═════ Material provided

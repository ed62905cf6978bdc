//! Statement dialect rendering: identifier quoting and inline literals.

use serde_json::Value as Json;

/// Double-quote an identifier, doubling any embedded quote. Case is kept.
#[must_use]
pub fn quote_ident(name: &str) -> String {
    format!("\"{}\"", name.replace('"', "\"\""))
}

/// Quote a column name; column names are always lower-cased.
#[must_use]
pub fn quote_column(name: &str) -> String {
    quote_ident(&name.to_lowercase())
}

/// `"keyspace"."table"`
pub(crate) fn qualified(keyspace: &str, table: &str) -> String {
    format!("{}.{}", quote_ident(keyspace), quote_ident(table))
}

/// `?, ?, ?`
pub(crate) fn placeholders(n: usize) -> String {
    vec!["?"; n].join(", ")
}

pub(crate) fn column_list<S: AsRef<str>>(names: &[S]) -> String {
    names
        .iter()
        .map(|name| quote_column(name.as_ref()))
        .collect::<Vec<_>>()
        .join(", ")
}

/// Render a JSON document as an inline map literal: `{'key': value, ...}`
/// with single-quoted strings.
pub(crate) fn map_literal(value: &Json) -> String {
    match value {
        Json::Null => "null".to_string(),
        Json::Bool(b) => b.to_string(),
        Json::Number(n) => n.to_string(),
        Json::String(s) => quote_string(s),
        Json::Array(items) => {
            let items = items.iter().map(map_literal).collect::<Vec<_>>();
            format!("[{}]", items.join(", "))
        }
        Json::Object(entries) => {
            let entries = entries
                .iter()
                .map(|(k, v)| format!("{}: {}", quote_string(k), map_literal(v)))
                .collect::<Vec<_>>();
            format!("{{{}}}", entries.join(", "))
        }
    }
}

fn quote_string(s: &str) -> String {
    format!("'{}'", s.replace('\'', "''"))
}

══════════

• [What the exercise asks]:
Search the data for the string "join" and copy out every line where it is found.

• [Answer below]:
    vec!["?"; n].join(", ")
        .join(", ")
            format!("[{}]", items.join(", "))
            format!("{{{}}}", entries.join(", "))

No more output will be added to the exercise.